Pol mu template-independent polymerase activity provides terminal microhomology for ligation by XRCC4:DNA ligase IV. (A) The same substrate as in Figure 1A (left side) was tested for ligation. Two alternative joining pathways are proposed below the substrate. From the ligation patterns in (B) and Supplementary Figure 5, we know that the first pathway is favored. An asterisk indicates the position of the radioisotope label. (B) In each reaction, 20 nM substrate was incubated with the protein(s) indicated above each lane in a 10 μl reaction for 30 min at 37°C. After incubation, reactions were deproteinized and analyzed using 8% denaturing PAGE. Protein concentrations: Ku, 25 nM; X4-LIV, 50 nM; pol mu or lambda, 25 nM. dNTP (100 μM) was added to reactions, where indicated. ‘dN' means all the four dNTPs (100 μM each) were included. ATP (100 μM) was also added in indicated reactions. ‘M' indicates 50 bp DNA ladder. The dimer ligation product that results from the joining of two substrate molecules is labeled.
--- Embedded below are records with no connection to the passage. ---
//! Transform unit (XF).
use std::ops::Range;

use bitos::integer::{u3, u6};
use bitos::{BitUtils, bitos};
use strum::FromRepr;

use crate::Address;
use crate::modules::shader::Change;
use crate::system::System;
use crate::system::gx::DEPTH_24_BIT_MAX;
use crate::system::gx::cmd::ArraySlot;
use crate::system::gx::vertex;

/// Address of the first transform unit register.
pub const REGISTERS_BASE: u16 = 0x1000;
/// Size of the transform unit address space, in words.
pub const XF_SIZE: usize = 0x1058;

/// A transform unit register.
#[derive(Debug, Clone, Copy, PartialEq, Eq, FromRepr)]
#[repr(u8)]
pub enum Reg {
    Error                  = 0x00,
    Diagnostics            = 0x01,
    State0                 = 0x02,
    State1                 = 0x03,
    PowerSave              = 0x04,
    ClipDisable            = 0x05,
    Perf0                  = 0x06,
    Perf1                  = 0x07,
    InVertexSpec           = 0x08,
    NumColors              = 0x09,
    Ambient0               = 0x0A,
    Ambient1               = 0x0B,
    Material0              = 0x0C,
    Material1              = 0x0D,
    ColorControl0          = 0x0E,
    ColorControl1          = 0x0F,
    AlphaControl0          = 0x10,
    AlphaControl1          = 0x11,
    DualTextureTransform   = 0x12,
    MatIndexLow            = 0x18,
    MatIndexHigh           = 0x19,
    ViewportScaleX         = 0x1A,
    ViewportScaleY         = 0x1B,
    ViewportScaleZ         = 0x1C,
    ViewportOffsetX        = 0x1D,
    ViewportOffsetY        = 0x1E,
    ViewportOffsetZ        = 0x1F,
    ProjectionParam0       = 0x20,
    ProjectionParam1       = 0x21,
    ProjectionParam2       = 0x22,
    ProjectionParam3       = 0x23,
    ProjectionParam4       = 0x24,
    ProjectionParam5       = 0x25,
    ProjectionOrthographic = 0x26,
    TexGenCount            = 0x3F,
    TexGen0                = 0x40,
    TexGen1                = 0x41,
    TexGen2                = 0x42,
    TexGen3                = 0x43,
    TexGen4                = 0x44,
    TexGen5                = 0x45,
    TexGen6                = 0x46,
    TexGen7                = 0x47,
    PostTexGen0            = 0x50,
    PostTexGen1            = 0x51,
    PostTexGen2            = 0x52,
    PostTexGen3            = 0x53,
    PostTexGen4            = 0x54,
    PostTexGen5            = 0x55,
    PostTexGen6            = 0x56,
    PostTexGen7            = 0x57,
}

impl Reg {
    pub fn address(self) -> u16 {
        REGISTERS_BASE + self as u16
    }

    pub fn is_viewport(&self) -> bool {
        matches!(
            self,
            Reg::ViewportScaleX
                | Reg::ViewportScaleY
                | Reg::ViewportScaleZ
                | Reg::ViewportOffsetX
                | Reg::ViewportOffsetY
                | Reg::ViewportOffsetZ
        )
    }

    pub fn is_projection_param(&self) -> bool {
        matches!(
            self,
            Reg::ProjectionParam0
                | Reg::ProjectionParam1
                | Reg::ProjectionParam2
                | Reg::ProjectionParam3
                | Reg::ProjectionParam4
                | Reg::ProjectionParam5
                | Reg::ProjectionOrthographic
        )
    }

    pub fn is_texgen(&self) -> bool {
        matches!(
            self,
            Reg::DualTextureTransform
                | Reg::TexGenCount
                | Reg::TexGen0
                | Reg::TexGen1
                | Reg::TexGen2
                | Reg::TexGen3
                | Reg::TexGen4
                | Reg::TexGen5
                | Reg::TexGen6
                | Reg::TexGen7
                | Reg::PostTexGen0
                | Reg::PostTexGen1
                | Reg::PostTexGen2
                | Reg::PostTexGen3
                | Reg::PostTexGen4
                | Reg::PostTexGen5
                | Reg::PostTexGen6
                | Reg::PostTexGen7
        )
    }

    pub fn is_lighting(&self) -> bool {
        matches!(
            self,
            Reg::NumColors
                | Reg::ColorControl0
                | Reg::ColorControl1
                | Reg::AlphaControl0
                | Reg::AlphaControl1
        )
    }

    /// Whether writes to this register only affect diagnostics and never rendering.
    pub fn is_passive(&self) -> bool {
        matches!(
            self,
            Reg::Error
                | Reg::Diagnostics
                | Reg::State0
                | Reg::State1
                | Reg::PowerSave
                | Reg::ClipDisable
                | Reg::Perf0
                | Reg::Perf1
        )
    }
}

/// A region of transform unit memory.
#[derive(Debug, Clone, Copy, PartialEq, Eq)]
pub enum Region {
    Matrices,
    NormalMatrices,
    PostMatrices,
    Lights,
}

impl Region {
    pub fn of(addr: u16) -> Option<Self> {
        Some(match addr {
            0x0000..0x0400 => Self::Matrices,
            0x0400..0x0460 => Self::NormalMatrices,
            0x0500..0x0600 => Self::PostMatrices,
            0x0600..0x0680 => Self::Lights,
            _ => return None,
        })
    }

    pub fn range(self) -> Range<u16> {
        match self {
            Self::Matrices => 0x0000..0x0400,
            Self::NormalMatrices => 0x0400..0x0460,
            Self::PostMatrices => 0x0500..0x0600,
            Self::Lights => 0x0600..0x0680,
        }
    }

    fn change(self, range: Range<u16>) -> Change {
        match self {
            Self::Matrices => Change::Matrices(range),
            Self::NormalMatrices => Change::NormalMatrices(range),
            Self::PostMatrices => Change::PostMatrices(range),
            Self::Lights => Change::Lights(range),
        }
    }

    /// Bits of a word in this region that are actually stored.
    fn mask(self) -> u32 {
        match self {
            Self::NormalMatrices => !0xFFF,
            _ => !0,
        }
    }
}

#[bitos(1)]
#[derive(Debug, Clone, Copy, Default)]
pub enum TexGenOutputKind {
    #[default]
    Vec2 = 0,
    Vec3 = 1,
}

#[bitos(1)]
#[derive(Debug, Clone, Copy, Default)]
pub enum TexGenInputKind {
    #[default]
    AB11 = 0,
    ABC1 = 1,
}

#[bitos(2)]
#[derive(Debug, Clone, Copy, Default)]
pub enum TexGenKind {
    #[default]
    Transform     = 0b00,
    Emboss        = 0b01,
    ColorDiffuse  = 0b10,
    ColorSpecular = 0b11,
}

#[bitos(4)]
#[derive(Debug, Clone, Copy, Default)]
pub enum TexGenSource {
    #[default]
    Position  = 0x0,
    Normal    = 0x1,
    Color     = 0x2,
    BinormalT = 0x3,
    BinormalB = 0x4,
    TexCoord0 = 0x5,
    TexCoord1 = 0x6,
    TexCoord2 = 0x7,
    TexCoord3 = 0x8,
    TexCoord4 = 0x9,
    TexCoord5 = 0xA,
    TexCoord6 = 0xB,
    TexCoord7 = 0xC,
    Reserved0 = 0xD,
    Reserved1 = 0xE,
    Reserved2 = 0xF,
}

#[bitos(32)]
#[derive(Debug, Clone, PartialEq, Eq, Hash, Default)]
pub struct BaseTexGen {
    #[bits(1)]
    pub output_kind: TexGenOutputKind,
    #[bits(2)]
    pub input_kind: TexGenInputKind,
    #[bits(4..6)]
    pub kind: TexGenKind,
    #[bits(7..11)]
    pub source: TexGenSource,
    #[bits(12..15)]
    pub emboss_source: u3,
    #[bits(15..18)]
    pub emboss_light: u3,
}

#[bitos(32)]
#[derive(Debug, Clone, Default)]
pub struct PostTexGen {
    #[bits(0..6)]
    pub mat_index: u6,
    #[bits(8)]
    pub normalize: bool,
}

#[bitos(2)]
#[derive(Debug, Clone, Copy, PartialEq, Eq)]
pub enum DiffuseAttenuation {
    One            = 0b00,
    Compute        = 0b01,
    ComputeClamped = 0b10,
    Reserved0      = 0b11,
}

#[bitos(32)]
#[derive(Debug, Clone, Copy, Default)]
pub struct Channel {
    #[bits(0)]
    pub material_from_vertex: bool,
    #[bits(1)]
    pub lighting_enabled: bool,
    #[bits(2..6)]
    pub lights0to3: [bool; 4],
    #[bits(6)]
    pub ambient_from_vertex: bool,
    #[bits(7..9)]
    pub diffuse_atten: DiffuseAttenuation,
    #[bits(9)]
    pub position_atten: bool,
    #[bits(10)]
    pub not_specular: bool,
    #[bits(11..15)]
    pub lights4to7: [bool; 4],
}

/// The matrices used by vertices that don't carry their own matrix indices.
#[bitos(64)]
#[derive(Debug, Clone, Copy, Default)]
pub struct MatrixIndices {
    #[bits(0..6)]
    pub view: u6,
    #[bits(6..54)]
    pub tex: [u6; 8],
}

#[derive(Debug, Clone, Copy, PartialEq, Default)]
pub struct Viewport {
    pub width: f32,
    pub height: f32,
    pub center_x: f32,
    pub center_y: f32,
    pub far: f32,
    pub far_minus_near: f32,
}

#[derive(Debug, Clone, Copy, PartialEq, Default)]
pub struct ProjectionParams {
    pub params: [f32; 6],
    pub orthographic: bool,
}

/// Transform unit
pub struct Interface {
    /// The whole address space: memory followed by registers.
    pub ram: Box<[u32]>,
}

impl Default for Interface {
    fn default() -> Self {
        Self {
            ram: vec![0; XF_SIZE].into_boxed_slice(),
        }
    }
}

impl std::fmt::Debug for Interface {
    fn fmt(&self, f: &mut std::fmt::Formatter<'_>) -> std::fmt::Result {
        f.debug_struct("Interface")
            .field("registers", &&self.ram[REGISTERS_BASE as usize..])
            .finish_non_exhaustive()
    }
}

impl Interface {
    #[inline(always)]
    pub fn reg(&self, reg: Reg) -> u32 {
        self.ram[reg.address() as usize]
    }

    fn reg_f32(&self, reg: Reg) -> f32 {
        f32::from_bits(self.reg(reg))
    }

    pub fn matrix_indices(&self) -> MatrixIndices {
        MatrixIndices::from_bits(
            0u64.with_bits(0, 32, self.reg(Reg::MatIndexLow) as u64)
                .with_bits(32, 64, self.reg(Reg::MatIndexHigh) as u64),
        )
    }

    pub fn color_control(&self, index: usize) -> Channel {
        let reg = if index == 0 { Reg::ColorControl0 } else { Reg::ColorControl1 };
        Channel::from_bits(self.reg(reg))
    }

    pub fn alpha_control(&self, index: usize) -> Channel {
        let reg = if index == 0 { Reg::AlphaControl0 } else { Reg::AlphaControl1 };
        Channel::from_bits(self.reg(reg))
    }

    pub fn texgen(&self, index: usize) -> BaseTexGen {
        BaseTexGen::from_bits(self.ram[Reg::TexGen0.address() as usize + (index & 7)])
    }

    pub fn post_texgen(&self, index: usize) -> PostTexGen {
        PostTexGen::from_bits(self.ram[Reg::PostTexGen0.address() as usize + (index & 7)])
    }

    pub fn viewport(&self) -> Viewport {
        Viewport {
            width: self.reg_f32(Reg::ViewportScaleX) * 2.0,
            height: self.reg_f32(Reg::ViewportScaleY) * -2.0,
            center_x: self.reg_f32(Reg::ViewportOffsetX) - 342.0,
            center_y: self.reg_f32(Reg::ViewportOffsetY) - 342.0,
            far: self.reg_f32(Reg::ViewportOffsetZ) / DEPTH_24_BIT_MAX as f32,
            far_minus_near: self.reg_f32(Reg::ViewportScaleZ) / DEPTH_24_BIT_MAX as f32,
        }
    }

    pub fn projection(&self) -> ProjectionParams {
        let mut params = [0.0; 6];
        for (i, param) in params.iter_mut().enumerate() {
            *param = f32::from_bits(self.ram[Reg::ProjectionParam0.address() as usize + i]);
        }

        ProjectionParams {
            params,
            orthographic: self.reg(Reg::ProjectionOrthographic) != 0,
        }
    }
}

/// Sets the value of an internal transform unit register.
pub fn set_register(sys: &mut System, reg: Reg, value: u32) {
    let addr = reg.address() as usize;
    if sys.gpu.xform.ram[addr] == value {
        return;
    }

    tracing::trace!("wrote {value:08X} to internal XF register {reg:?}");
    if reg.is_passive() {
        sys.gpu.xform.ram[addr] = value;
        return;
    }

    vertex::flush(sys);
    sys.gpu.xform.ram[addr] = value;

    let change = match reg {
        Reg::InVertexSpec => {
            sys.loaders.mark_all_dirty();
            Change::VertexSpec
        }
        Reg::Ambient0 => Change::AmbientColor(0),
        Reg::Ambient1 => Change::AmbientColor(1),
        Reg::Material0 => Change::MaterialColor(0),
        Reg::Material1 => Change::MaterialColor(1),
        Reg::MatIndexLow | Reg::MatIndexHigh => Change::MatrixIndices,
        _ if reg.is_lighting() => Change::Lighting,
        _ if reg.is_texgen() => Change::TexGen,
        _ if reg.is_viewport() => Change::Viewport,
        _ if reg.is_projection_param() => Change::Projection,
        _ => return,
    };

    sys.modules.shader.notify(change);
}

/// Stores a run of words inside a single region. Only the bits the region keeps are compared, so a
/// write that leaves every masked word unchanged neither flushes nor notifies.
fn write_memory(sys: &mut System, region: Region, start: u16, values: &[u32]) {
    let mask = region.mask();
    let range = start as usize..start as usize + values.len();
    let changed = sys.gpu.xform.ram[range.clone()]
        .iter()
        .zip(values)
        .any(|(old, new)| *old != new & mask);

    if !changed {
        return;
    }

    vertex::flush(sys);
    for (dst, src) in sys.gpu.xform.ram[range].iter_mut().zip(values) {
        *dst = src & mask;
    }

    let end = start + values.len() as u16;
    sys.modules.shader.notify(region.change(start..end));
}

/// Writes a block of consecutive words to transform unit memory.
pub fn write_block(sys: &mut System, start: u16, values: &[u32]) {
    let mut addr = start as u32;
    let mut rest = values;
    while let Some(&value) = rest.first() {
        if let Some(region) = u16::try_from(addr).ok().and_then(Region::of) {
            let end = (region.range().end as u32).min(addr + rest.len() as u32);
            let len = (end - addr) as usize;
            self::write_memory(sys, region, addr as u16, &rest[..len]);

            rest = &rest[len..];
            addr = end;
            continue;
        }

        match addr
            .checked_sub(REGISTERS_BASE as u32)
            .and_then(|r| u8::try_from(r).ok())
            .and_then(Reg::from_repr)
        {
            Some(reg) => self::set_register(sys, reg, value),
            None => tracing::warn!("write to unknown XF address 0x{addr:04X}: 0x{value:08X}"),
        }

        rest = &rest[1..];
        addr += 1;
    }
}

/// Reads the words of an indexed transform unit load from a general purpose array, returning
/// their address and values.
pub fn read_indexed(sys: &System, array: u8, index: u16, length: u8) -> (Address, Vec<u32>) {
    let array = sys.gpu.cmd.array(ArraySlot::general_purpose(array));
    let addr = array.address + index as u32 * array.stride;

    let mut bytes = vec![0; 4 * length as usize];
    if !sys.modules.mem.read(addr, &mut bytes) {
        tracing::warn!("indexed XF load from unmapped address {addr}");
        bytes.fill(0);
    }

    let values = bytes
        .chunks_exact(4)
        .map(|w| u32::from_be_bytes([w[0], w[1], w[2], w[3]]))
        .collect();

    (addr, values)
}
Joining of more than two substrates results in trimer and higher-order species labeled as multimers. (C) Dimer products from the selected lanes were cut out of the gel, extracted, and then PCR amplified, TA-cloned, and sequenced. The junction sequences for the ligatable strand were provided. For lane 3, sequencing information was collected and combined from three individual reactions. For lane 8, two bands are apparent in the dimer product, but the longer product was not among the four molecules sequenced.